The ecology and diet of ornithocheiromorphs like Aussiedraco has been debated. Although, no studies directly analyzing the diet or ecology of targaryendraconids have been published. Historically, most ornithocheiromorphs were regarded as purely piscivorous, with a diet made up of small and medium fish. However, some genera like Istiodactylus possibly fed on terrestrial fauna and carrion, while Coloborhynchus consumed terrestrial vertebrates and invertebrates.
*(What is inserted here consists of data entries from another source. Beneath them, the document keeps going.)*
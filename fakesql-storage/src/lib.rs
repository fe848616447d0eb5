#![deny(rust_2018_idioms)]

mod cursor;
mod data_record;
mod error;
mod row;
mod table;

pub use fakesql_core::{LogicalType, Value};

pub use self::cursor::{CursorState, DataReader, Rows};
pub use self::data_record::{DataRecord, RecordColumn};
pub use self::error::{Error, Result};
pub use self::row::Row;
pub use self::table::{Column, Table};
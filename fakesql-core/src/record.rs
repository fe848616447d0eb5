use std::fmt;

use smol_str::SmolStr;

use crate::ty::LogicalType;
use crate::value::Value;

#[derive(Debug, Clone, Copy, PartialEq, Eq, Hash)]
pub enum Visibility {
    Public,
    NonPublic,
}

/// A data-carrying field of a [`Record`] type.
pub struct Field<T> {
    name: &'static str,
    ty: LogicalType,
    visibility: Visibility,
    accessor: fn(&T) -> Value,
}

impl<T> Field<T> {
    #[inline]
    pub const fn new(
        name: &'static str,
        ty: LogicalType,
        visibility: Visibility,
        accessor: fn(&T) -> Value,
    ) -> Self {
        Self { name, ty, visibility, accessor }
    }

    #[inline]
    pub fn name(&self) -> &'static str {
        self.name
    }

    #[inline]
    pub fn logical_type(&self) -> LogicalType {
        self.ty
    }

    #[inline]
    pub fn visibility(&self) -> Visibility {
        self.visibility
    }

    #[inline]
    pub fn get(&self, record: &T) -> Value {
        (self.accessor)(record)
    }
}

impl<T> Clone for Field<T> {
    #[inline]
    fn clone(&self) -> Self {
        *self
    }
}

impl<T> Copy for Field<T> {}

impl<T> fmt::Debug for Field<T> {
    fn fmt(&self, f: &mut fmt::Formatter<'_>) -> fmt::Result {
        f.debug_struct("Field")
            .field("name", &self.name)
            .field("ty", &self.ty)
            .field("visibility", &self.visibility)
            .finish_non_exhaustive()
    }
}

/// A type whose fields can be laid out as the columns of a table.
/// Usually implemented with `#[derive(Record)]`.
pub trait Record: Sized {
    /// The fields of the type in declaration order.
    fn describe_fields() -> Vec<Field<Self>>;
}

/// Decides which fields of a [`Record`] become columns.
#[derive(Debug, Clone, Default, PartialEq, Eq)]
pub struct FieldSelection {
    include_non_public: bool,
    include: Vec<SmolStr>,
}

impl FieldSelection {
    /// Only public fields.
    #[inline]
    pub fn public() -> Self {
        Self::default()
    }

    /// Public and non-public fields.
    #[inline]
    pub fn all() -> Self {
        Self { include_non_public: true, include: vec![] }
    }

    /// Restrict the selection to the named fields. An empty list does not restrict anything.
    pub fn include<S: AsRef<str>>(mut self, names: impl IntoIterator<Item = S>) -> Self {
        self.include = names.into_iter().map(|name| SmolStr::new(name.as_ref())).collect();
        self
    }

    #[inline]
    pub fn includes_non_public(&self) -> bool {
        self.include_non_public
    }

    pub fn is_selected<T>(&self, field: &Field<T>) -> bool {
        if field.visibility == Visibility::NonPublic && !self.include_non_public {
            return false;
        }

        self.include.is_empty() || self.include.iter().any(|name| name == field.name)
    }

    /// The selected fields of `T`, still in declaration order.
    pub fn select<T: Record>(&self) -> Vec<Field<T>> {
        T::describe_fields().into_iter().filter(|field| self.is_selected(field)).collect()
    }
}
In a 2006 study, Dutch paleontologist André J. Veldmeijer and colleagues stated ornithocheiromorphs likely had piscivorous diets due to their prevalence in aquatic habitats, interlocking teeth, and anteriorly-placed eyes. Furthermore, Veldmeijer and colleagues hypothesized that the small bodies and large heads of ornithocheiromorphs suggest that they may have lacked a capacity for giant fish. Instead, they potentially hunted small fish or pre-digested them prior to swallowing, as their teeth lacked adaptations for chewing. In 2012, British paleontologist Mark Witton pointed out that the protruded, sharp teeth at the anterior tips of ornithocheiromorph jaws could have been specialized for catching prey from the water without landing. This would have lowered the risk of crashing into the water.

The Toolebuc Formation was deposited in the southern edge of a late Albian Toolebuc Sea, which featured an anaerobic, relatively deep-water marine environment to the north and an aerobic, shallow-water marine and brackish environment to the south. Its paleofauna of pelagic (open ocean) invertebrates like ammonites, belemnites, and coleoids and the presence of benthic invertebrates suggests that most fossils derive from a shallow near-shore marine setting with poorly oxygenated water. This Toolebuc Sea was part of what now composes the Great Artesian Basin complex in the southern Tethys Ocean, an ancient sea that dissipated in the early-mid Cenozoic era. The Toolebuc Formation preserves most of Australia's pterosaur fossils, including those of the anhanguerians Haliskia, Mythunga, Thapunngaka, and an indeterminate taxon. Being an oceanic deposit, the Toolebuc Formation bears an array of marine reptile fossils including from the plesiosaurs Kronosaurus and Eromangasaurus, ichthyosaur Platypterygius, and the sea turtles Bouilachelys, Cratochelone, and Notochelone. Three dinosaurs, the parankylosaur Kunbarrasaurus, an unnamed sauropod, and the enantiornithean bird Nanantius have been reported as well. Many fish fossils have been discovered, such as those of the pachycormiform Australopachycormus, the ichthyodectid Cooyoo, the aspidorhyhnchid Richmondichthys, and the shark Pseudocorax.